* Problem to solve
Scan the data below and copy each line where "text" occurs.

* Excerpted data
# # # # # # #

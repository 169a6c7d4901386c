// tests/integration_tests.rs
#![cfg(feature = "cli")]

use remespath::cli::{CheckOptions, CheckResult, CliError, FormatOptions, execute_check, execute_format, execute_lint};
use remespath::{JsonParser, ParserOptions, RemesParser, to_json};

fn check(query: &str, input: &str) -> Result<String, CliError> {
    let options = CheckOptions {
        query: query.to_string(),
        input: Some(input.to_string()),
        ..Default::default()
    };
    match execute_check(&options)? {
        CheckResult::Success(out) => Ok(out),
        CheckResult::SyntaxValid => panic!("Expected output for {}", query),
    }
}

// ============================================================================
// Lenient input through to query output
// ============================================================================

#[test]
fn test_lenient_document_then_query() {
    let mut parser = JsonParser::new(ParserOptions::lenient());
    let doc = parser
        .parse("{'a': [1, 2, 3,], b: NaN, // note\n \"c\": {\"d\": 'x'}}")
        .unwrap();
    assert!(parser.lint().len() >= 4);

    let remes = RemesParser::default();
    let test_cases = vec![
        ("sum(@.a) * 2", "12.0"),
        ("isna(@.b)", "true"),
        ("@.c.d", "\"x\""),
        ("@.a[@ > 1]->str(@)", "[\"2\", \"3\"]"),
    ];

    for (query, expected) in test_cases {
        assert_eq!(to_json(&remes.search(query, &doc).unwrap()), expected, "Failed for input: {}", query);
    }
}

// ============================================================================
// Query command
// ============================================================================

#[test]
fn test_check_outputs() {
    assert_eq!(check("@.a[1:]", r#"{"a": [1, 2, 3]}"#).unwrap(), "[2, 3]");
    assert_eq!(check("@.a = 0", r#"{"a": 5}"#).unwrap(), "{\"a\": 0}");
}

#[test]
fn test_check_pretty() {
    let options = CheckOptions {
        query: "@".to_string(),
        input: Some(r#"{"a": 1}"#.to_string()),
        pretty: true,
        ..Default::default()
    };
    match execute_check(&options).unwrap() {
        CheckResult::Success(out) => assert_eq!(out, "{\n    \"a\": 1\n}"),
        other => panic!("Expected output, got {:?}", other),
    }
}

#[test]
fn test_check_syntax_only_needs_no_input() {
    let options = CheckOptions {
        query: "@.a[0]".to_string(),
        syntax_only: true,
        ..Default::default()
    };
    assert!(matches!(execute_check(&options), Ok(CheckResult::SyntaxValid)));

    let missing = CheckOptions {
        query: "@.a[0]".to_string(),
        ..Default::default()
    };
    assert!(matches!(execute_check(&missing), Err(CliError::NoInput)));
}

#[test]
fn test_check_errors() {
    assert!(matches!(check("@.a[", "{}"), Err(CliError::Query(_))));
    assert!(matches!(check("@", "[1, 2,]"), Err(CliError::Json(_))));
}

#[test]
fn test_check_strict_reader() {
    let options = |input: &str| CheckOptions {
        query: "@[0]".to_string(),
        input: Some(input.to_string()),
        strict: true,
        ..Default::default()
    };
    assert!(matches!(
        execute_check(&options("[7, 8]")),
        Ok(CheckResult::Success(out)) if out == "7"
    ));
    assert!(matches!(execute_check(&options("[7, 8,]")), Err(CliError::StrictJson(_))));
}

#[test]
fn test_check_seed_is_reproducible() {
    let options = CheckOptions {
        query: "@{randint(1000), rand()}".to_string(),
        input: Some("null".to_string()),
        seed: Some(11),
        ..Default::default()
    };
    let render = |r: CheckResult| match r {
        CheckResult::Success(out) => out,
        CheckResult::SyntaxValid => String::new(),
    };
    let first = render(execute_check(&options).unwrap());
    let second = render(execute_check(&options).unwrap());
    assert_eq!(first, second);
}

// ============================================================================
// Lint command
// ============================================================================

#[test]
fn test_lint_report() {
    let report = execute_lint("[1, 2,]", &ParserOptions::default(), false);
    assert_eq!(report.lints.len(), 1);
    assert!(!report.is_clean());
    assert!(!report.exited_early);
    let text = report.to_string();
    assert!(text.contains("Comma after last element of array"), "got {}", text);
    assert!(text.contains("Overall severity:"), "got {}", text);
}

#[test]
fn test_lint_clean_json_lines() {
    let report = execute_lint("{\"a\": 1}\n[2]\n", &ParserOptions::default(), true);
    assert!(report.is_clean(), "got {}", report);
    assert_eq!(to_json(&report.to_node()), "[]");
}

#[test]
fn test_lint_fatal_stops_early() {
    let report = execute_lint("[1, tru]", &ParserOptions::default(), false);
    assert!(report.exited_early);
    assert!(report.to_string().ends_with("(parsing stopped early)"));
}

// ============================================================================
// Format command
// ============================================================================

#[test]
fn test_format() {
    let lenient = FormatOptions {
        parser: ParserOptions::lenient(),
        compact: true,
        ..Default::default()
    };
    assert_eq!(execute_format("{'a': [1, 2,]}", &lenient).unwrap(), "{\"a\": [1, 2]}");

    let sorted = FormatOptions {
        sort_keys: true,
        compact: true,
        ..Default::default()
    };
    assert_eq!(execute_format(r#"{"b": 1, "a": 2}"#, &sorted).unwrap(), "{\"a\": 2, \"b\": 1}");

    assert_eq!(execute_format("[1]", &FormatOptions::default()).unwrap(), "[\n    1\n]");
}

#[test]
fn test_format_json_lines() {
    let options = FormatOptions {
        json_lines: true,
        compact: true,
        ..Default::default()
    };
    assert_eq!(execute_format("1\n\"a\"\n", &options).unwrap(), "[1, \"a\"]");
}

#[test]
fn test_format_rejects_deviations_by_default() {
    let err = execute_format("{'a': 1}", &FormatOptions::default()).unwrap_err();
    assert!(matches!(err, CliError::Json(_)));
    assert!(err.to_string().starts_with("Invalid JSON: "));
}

# # # # # # #

* Solution for this task
    let text = report.to_string();
    assert!(text.contains("Comma after last element of array"), "got {}", text);
    assert!(text.contains("Overall severity:"), "got {}", text);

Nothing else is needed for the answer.